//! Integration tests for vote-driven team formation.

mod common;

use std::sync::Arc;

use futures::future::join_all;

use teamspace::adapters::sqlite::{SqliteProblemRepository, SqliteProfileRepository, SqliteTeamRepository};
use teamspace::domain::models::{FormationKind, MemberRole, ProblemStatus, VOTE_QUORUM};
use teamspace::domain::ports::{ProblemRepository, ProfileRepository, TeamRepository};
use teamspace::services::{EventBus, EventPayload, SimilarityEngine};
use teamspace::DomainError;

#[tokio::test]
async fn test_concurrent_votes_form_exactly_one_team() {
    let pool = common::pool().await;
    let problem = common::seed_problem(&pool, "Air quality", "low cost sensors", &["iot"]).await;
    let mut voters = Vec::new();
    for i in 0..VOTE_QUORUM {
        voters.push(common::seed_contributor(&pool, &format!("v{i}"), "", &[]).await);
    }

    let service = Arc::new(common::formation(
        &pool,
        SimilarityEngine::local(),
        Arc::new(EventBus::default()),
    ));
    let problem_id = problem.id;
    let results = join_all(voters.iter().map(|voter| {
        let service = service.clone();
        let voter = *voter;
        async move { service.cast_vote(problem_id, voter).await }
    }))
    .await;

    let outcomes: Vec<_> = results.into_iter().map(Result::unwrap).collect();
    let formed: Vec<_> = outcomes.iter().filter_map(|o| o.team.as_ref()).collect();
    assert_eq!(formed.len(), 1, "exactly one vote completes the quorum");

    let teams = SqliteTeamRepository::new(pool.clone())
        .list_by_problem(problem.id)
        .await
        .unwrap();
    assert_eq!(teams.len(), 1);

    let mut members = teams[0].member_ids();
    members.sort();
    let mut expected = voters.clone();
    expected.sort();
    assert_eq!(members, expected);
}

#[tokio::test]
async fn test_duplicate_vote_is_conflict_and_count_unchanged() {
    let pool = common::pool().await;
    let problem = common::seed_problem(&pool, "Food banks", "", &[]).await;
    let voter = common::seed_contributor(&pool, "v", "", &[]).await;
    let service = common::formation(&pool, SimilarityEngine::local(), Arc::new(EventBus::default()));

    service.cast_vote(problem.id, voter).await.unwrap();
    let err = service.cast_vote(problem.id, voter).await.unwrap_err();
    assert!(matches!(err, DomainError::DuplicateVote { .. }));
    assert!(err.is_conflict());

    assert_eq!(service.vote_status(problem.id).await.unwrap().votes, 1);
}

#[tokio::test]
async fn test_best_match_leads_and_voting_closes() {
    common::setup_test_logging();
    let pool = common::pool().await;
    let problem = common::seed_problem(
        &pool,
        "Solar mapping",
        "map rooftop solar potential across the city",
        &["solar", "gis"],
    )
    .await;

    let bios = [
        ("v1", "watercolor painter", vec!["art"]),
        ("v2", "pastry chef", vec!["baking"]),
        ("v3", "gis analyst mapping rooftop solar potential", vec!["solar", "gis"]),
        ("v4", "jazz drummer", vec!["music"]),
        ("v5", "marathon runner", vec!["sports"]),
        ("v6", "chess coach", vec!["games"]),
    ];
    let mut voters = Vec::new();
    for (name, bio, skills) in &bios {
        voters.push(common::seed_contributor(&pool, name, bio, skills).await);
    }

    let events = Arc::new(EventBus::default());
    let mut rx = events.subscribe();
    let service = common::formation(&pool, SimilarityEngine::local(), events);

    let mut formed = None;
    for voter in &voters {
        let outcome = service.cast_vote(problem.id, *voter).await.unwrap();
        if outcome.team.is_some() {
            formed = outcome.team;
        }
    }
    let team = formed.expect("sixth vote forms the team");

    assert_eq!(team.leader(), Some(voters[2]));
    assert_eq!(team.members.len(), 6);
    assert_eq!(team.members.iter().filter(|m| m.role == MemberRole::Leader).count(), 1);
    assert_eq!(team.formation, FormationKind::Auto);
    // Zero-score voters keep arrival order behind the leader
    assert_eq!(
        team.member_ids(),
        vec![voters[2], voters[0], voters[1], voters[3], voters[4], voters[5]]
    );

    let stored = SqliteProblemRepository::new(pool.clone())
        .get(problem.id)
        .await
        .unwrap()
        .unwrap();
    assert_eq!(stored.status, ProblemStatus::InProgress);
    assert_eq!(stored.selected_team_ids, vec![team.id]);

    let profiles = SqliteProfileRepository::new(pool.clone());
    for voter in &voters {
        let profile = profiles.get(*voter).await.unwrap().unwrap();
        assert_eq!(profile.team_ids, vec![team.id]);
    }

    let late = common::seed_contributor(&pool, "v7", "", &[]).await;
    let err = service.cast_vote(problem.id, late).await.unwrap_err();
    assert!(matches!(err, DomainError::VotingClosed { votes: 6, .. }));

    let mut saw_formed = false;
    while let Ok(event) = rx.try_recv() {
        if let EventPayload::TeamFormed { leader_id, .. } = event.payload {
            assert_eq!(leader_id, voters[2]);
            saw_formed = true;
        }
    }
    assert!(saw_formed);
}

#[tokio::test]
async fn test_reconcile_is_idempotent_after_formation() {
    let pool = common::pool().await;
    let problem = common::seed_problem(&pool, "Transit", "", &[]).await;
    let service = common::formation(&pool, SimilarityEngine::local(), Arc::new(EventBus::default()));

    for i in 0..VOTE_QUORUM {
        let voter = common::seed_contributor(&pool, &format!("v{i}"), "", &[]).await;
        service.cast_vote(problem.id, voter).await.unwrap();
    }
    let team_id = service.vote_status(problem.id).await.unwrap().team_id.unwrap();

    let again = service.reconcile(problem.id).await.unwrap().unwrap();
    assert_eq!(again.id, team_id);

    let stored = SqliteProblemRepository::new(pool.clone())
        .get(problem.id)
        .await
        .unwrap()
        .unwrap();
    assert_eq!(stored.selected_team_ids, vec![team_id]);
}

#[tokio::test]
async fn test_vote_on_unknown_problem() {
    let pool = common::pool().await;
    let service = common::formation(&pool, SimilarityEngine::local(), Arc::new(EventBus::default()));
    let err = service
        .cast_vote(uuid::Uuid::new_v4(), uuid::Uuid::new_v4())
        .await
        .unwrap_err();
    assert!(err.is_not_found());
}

[Task brief]:
If a line in the data above holds the string "late", report that line.

[Exercise solution]:
    let late = common::seed_contributor(&pool, "v7", "", &[]).await;
    let err = service.cast_vote(problem.id, late).await.unwrap_err();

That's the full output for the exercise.